Die Kosten der Nicht-Entscheidung
Entscheidungen – oder besser gesagt – Nicht-Entscheidungen sind ein Dauerbrenner in meinen Gesprächen mit Menschen in Organisationen und in vielen Coachings.
Entscheidungen sind ja eine ganze Wissenschaft für sich. Im organisationalen Kontext noch mehr. Habt ihr mit euren Teams schon mal besprochen, wie ihr Entscheidungen trefft? Falls nein, dann empfehle ich die 21 unterschiedlichen Decision Methods von Jurgen Appelo, die ihr hier findet: https://unfix.com/decision-methods
Um Auszuhandeln, was eigentlich wer entscheidet – dann ist Delegation Poker ein guter Ansatz: https://management30.com/practice/delegation-poker/
Meine persönlichen Favoriten sind neben den bekannteren Methoden übrigens Konsent (Veto-Recht oder „safe enough to try“) oder auch Fist to Five. All diese Tools lassen sich auch gut in den Führungsalltag und natürlich Workshops einbauen, was ich immer gerne mache.
Was aber viel spannender ist, ist der Blick auf Nicht-Entscheidungen. Warum treffen Menschen keine Entscheidungen? Wohlwissend, dass eine Nicht-Entscheidung auch eine Entscheidung ist. Für den Status Quo. Vielleicht für die Verlängerung bestehender Schmerzen.
Meist kommen Entscheidungen mit „Trade-Offs“ – also neben Gewinnen auch den Verlusten, die sie nach sich ziehen. Und die fürchten manche. Und natürlich das altbekannte Thema: bloß keine Fehler machen und die falsche Entscheidung treffen. Oft liegen die Gründe auch im Inneren, in (gefühlten) Ambi- oder Multivalenzen oder der eigenen Ambiguitätstoleranz. (Wie man selbst so damit tickt und was man daran verändern kann, wenn man mag, ist ein super Thema fürs Coaching.)
Nicht-Entscheidungen haben also Vorteile. Meist für eher diejenigen, die in der Lage sind, die Entscheidungen nicht zu treffen.

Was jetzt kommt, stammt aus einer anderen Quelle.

//! Structured timecode values and their conversion to and from absolute
//! frame counts.
//!
//! A [`TimecodeValue`] is inert data: construction performs no validation,
//! and the four integer fields may hold any value, including out-of-range or
//! negative ones. A counting mode is supplied only at the point of
//! conversion or validity checking, never stored in the value, because the
//! same `HH:MM:SS:FF` fields mean a different frame count under different
//! modes.

use crate::dropframe;
use crate::error::{ParseError, Result};
use crate::mode::FrameRateMode;
use crate::{FrameCount, MAX_HOURS, MAX_MINUTES, MAX_SECONDS};
use serde::{Deserialize, Serialize};
use std::fmt;
use std::str::FromStr;

/// A structured timecode of the form `HH:MM:SS:FF`.
///
/// Equality is field-wise. No ordering is defined: the frames field only
/// orders meaningfully relative to a counting mode, which the value does
/// not carry.
#[derive(Debug, Clone, Copy, Default, PartialEq, Eq, Hash, Serialize, Deserialize)]
pub struct TimecodeValue {
    /// Hours (0-23 when valid).
    pub hours: i32,
    /// Minutes (0-59 when valid).
    pub minutes: i32,
    /// Seconds (0-59 when valid).
    pub seconds: i32,
    /// Frames (0 to fps-1 when valid, relative to a counting mode).
    pub frames: i32,
    /// Whether the separator before the frames field renders as `;`
    /// rather than `:`.
    ///
    /// This flag only affects the text representation. All arithmetic is
    /// driven by the [`FrameRateMode`] passed to the conversion functions.
    pub drop_mark: bool,
}

impl TimecodeValue {
    /// Create a timecode value with the drop mark cleared.
    ///
    /// No range checking is performed; use [`is_valid`](Self::is_valid) to
    /// check a value against a counting mode.
    #[must_use]
    pub fn new(hours: i32, minutes: i32, seconds: i32, frames: i32) -> Self {
        Self {
            hours,
            minutes,
            seconds,
            frames,
            drop_mark: false,
        }
    }

    /// Create a timecode value with the drop mark set.
    #[must_use]
    pub fn with_drop_mark(hours: i32, minutes: i32, seconds: i32, frames: i32) -> Self {
        Self {
            hours,
            minutes,
            seconds,
            frames,
            drop_mark: true,
        }
    }

    /// The zero timecode, `00:00:00:00`.
    #[must_use]
    pub fn zero() -> Self {
        Self::default()
    }

    /// Check if all four fields are zero.
    #[must_use]
    pub fn is_zero(&self) -> bool {
        self.hours == 0 && self.minutes == 0 && self.seconds == 0 && self.frames == 0
    }

    /// Create a timecode value from an absolute frame count.
    ///
    /// Zero frames is `00:00:00:00`; the hours field wraps past 24 hours.
    /// The sign of a negative count is discarded: `-n` produces the same
    /// fields as `n`. Callers that need direction must track it alongside
    /// the count.
    #[must_use]
    pub fn from_frame_count(frame_count: FrameCount, mode: FrameRateMode) -> Self {
        let fps = FrameCount::from(mode.integral_fps());
        let absolute = frame_count.abs();

        let corrected = if mode.is_drop_frame() {
            absolute + dropframe::drop_correction(mode, absolute)
        } else {
            absolute
        };

        let frames = corrected % fps;
        let total_seconds = corrected / fps;
        let seconds = total_seconds % 60;
        let total_minutes = total_seconds / 60;
        let minutes = total_minutes % 60;
        let hours = (total_minutes / 60) % 24;

        Self {
            hours: hours as i32,
            minutes: minutes as i32,
            seconds: seconds as i32,
            frames: frames as i32,
            drop_mark: mode.is_drop_frame(),
        }
    }

    /// The absolute frame count for this timecode under the given mode.
    ///
    /// The drop correction is computed from the raw field arithmetic and
    /// subtracted, mirroring [`from_frame_count`](Self::from_frame_count)
    /// where it is computed from the incoming count and added.
    #[must_use]
    pub fn to_frame_count(&self, mode: FrameRateMode) -> FrameCount {
        let fps = FrameCount::from(mode.integral_fps());
        let total_seconds = 3600 * FrameCount::from(self.hours)
            + 60 * FrameCount::from(self.minutes)
            + FrameCount::from(self.seconds);
        let absolute = total_seconds * fps + FrameCount::from(self.frames);

        if mode.is_drop_frame() {
            absolute - dropframe::drop_correction(mode, absolute)
        } else {
            absolute
        }
    }

    /// Evaluate the validity of this value under the given counting mode.
    ///
    /// Each field must be non-negative and within range, and under a
    /// drop-frame mode the frames field must not name a skipped frame
    /// number.
    #[must_use]
    pub fn is_valid(&self, mode: FrameRateMode) -> bool {
        if self.hours < 0 || self.minutes < 0 || self.seconds < 0 || self.frames < 0 {
            return false;
        }
        if self.hours > MAX_HOURS
            || self.minutes > MAX_MINUTES
            || self.seconds > MAX_SECONDS
            || self.frames >= mode.integral_fps() as i32
        {
            return false;
        }
        if !mode.is_drop_frame() {
            return true;
        }
        !dropframe::is_dropped_frame(mode, self.minutes, self.seconds, self.frames)
    }

    /// The separator character rendered before the frames field.
    #[must_use]
    pub fn separator(&self) -> char {
        if self.drop_mark {
            ';'
        } else {
            ':'
        }
    }
}

impl fmt::Display for TimecodeValue {
    /// Canonical form `HH:MM:SS:FF`, each field zero-padded to two digits,
    /// with `;` before the frames field when the drop mark is set.
    ///
    /// No validation occurs: a field wider than two digits prints in full.
    fn fmt(&self, f: &mut fmt::Formatter<'_>) -> fmt::Result {
        write!(
            f,
            "{:02}:{:02}:{:02}{}{:02}",
            self.hours,
            self.minutes,
            self.seconds,
            self.separator(),
            self.frames
        )
    }
}

/// Consume one-or-more leading ASCII digits as a field value.
fn scan_field(rest: &mut &str, field: &str) -> Result<i32> {
    let digits = rest.bytes().take_while(u8::is_ascii_digit).count();
    if digits == 0 {
        return Err(ParseError::malformed(format!(
            "expected digits for {field} field"
        )));
    }
    let (head, tail) = rest.split_at(digits);
    *rest = tail;
    head.parse()
        .map_err(|_| ParseError::malformed(format!("{field} field out of range: {head}")))
}

/// Consume a single `:` or `;` separator.
fn scan_separator(rest: &mut &str, field: &str) -> Result<char> {
    match rest.as_bytes().first() {
        Some(&sep @ (b':' | b';')) => {
            *rest = &rest[1..];
            Ok(sep as char)
        }
        _ => Err(ParseError::malformed(format!(
            "expected ':' or ';' before {field} field"
        ))),
    }
}

impl FromStr for TimecodeValue {
    type Err = ParseError;

    /// Parse a timecode string.
    ///
    /// The grammar is four integer fields joined by three single-character
    /// separators, each `:` or `;`; the separator before the frames field
    /// sets the drop mark. Fields are one or more ASCII digits. Signs,
    /// surrounding whitespace, and any other leading or trailing content
    /// are rejected, so parsing is deterministic and all-or-nothing.
    fn from_str(s: &str) -> Result<Self> {
        let mut rest = s;

        let hours = scan_field(&mut rest, "hours")?;
        scan_separator(&mut rest, "minutes")?;
        let minutes = scan_field(&mut rest, "minutes")?;
        scan_separator(&mut rest, "seconds")?;
        let seconds = scan_field(&mut rest, "seconds")?;
        let drop_mark = scan_separator(&mut rest, "frames")? == ';';
        let frames = scan_field(&mut rest, "frames")?;

        if !rest.is_empty() {
            return Err(ParseError::malformed(format!(
                "trailing characters after frames field: {rest:?}"
            )));
        }

        Ok(Self {
            hours,
            minutes,
            seconds,
            frames,
            drop_mark,
        })
    }
}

Und wenn man nicht immer an das Thema denken muss, was eigentlich entschieden werden sollte, kann das Ganze für eine gewisse Zeit sogar ziemlich bequem sein. Problem: sie kommen irgendwann doch zurück.
Nicht-Entscheidungen haben in einer Organisation noch einen weiteren riesengroßen Nachteil: sie sind extrem frustrierend für alle anderen, die davon abhängen. Nicht (oder nur schwer) quantifizierbare Folgen: sinkende Energie für Themen, längere Zeiten für Zielerreichung, verpasste Chancen beim Kunden oder am Markt, Demotivation und innere Kündigung, Vertrauensverlust, Abwanderung von Projektmitgliedern an andere Projekte – die Liste lässt sich wahrscheinlich unendlich fortführen.
Gut wäre es also, nicht nur die Kosten einer Entscheidung pro und con, sondern auch die (reellen und unbezifferbaren) Kosten einer Nicht-Entscheidung in Entscheidungsunterlagen mitaufzunehmen.
P.S. Entscheidungen kann man revidieren. Tut manchmal gar nicht so weh. Oder tut weh und kostet auch was und vielleicht mehr als die ursprüngliche Entscheidung, aber vielleicht nicht so viel wie die Kosten einer Nicht-Entscheidung.
P.P.S. Ein Beispiel aus der Realität: die Kosten einer Ja-Entscheidung wären 100.000 Euro gewesen. Die Kosten einer Nein-Entscheidung 1.000.000 Euro. Die Kosten einer Nicht-Entscheidung: 1.000.000 Euro (weil die Option für Ja auslief) und mehr, bedingt durch die bekannten Faktoren oben. Da frage ich mich ernsthaft, warum es monatelang keine Entscheidung gab?
P.P.S. Am allerschönsten wäre es, Entscheidungen im Unternehmen dort zu verankern, wo die Notwendigkeit für Entscheidungen entstehen – und dann schnell Menschen entscheiden lassen zu können. Das schöpft Wert und macht dann sogar richtig Freude!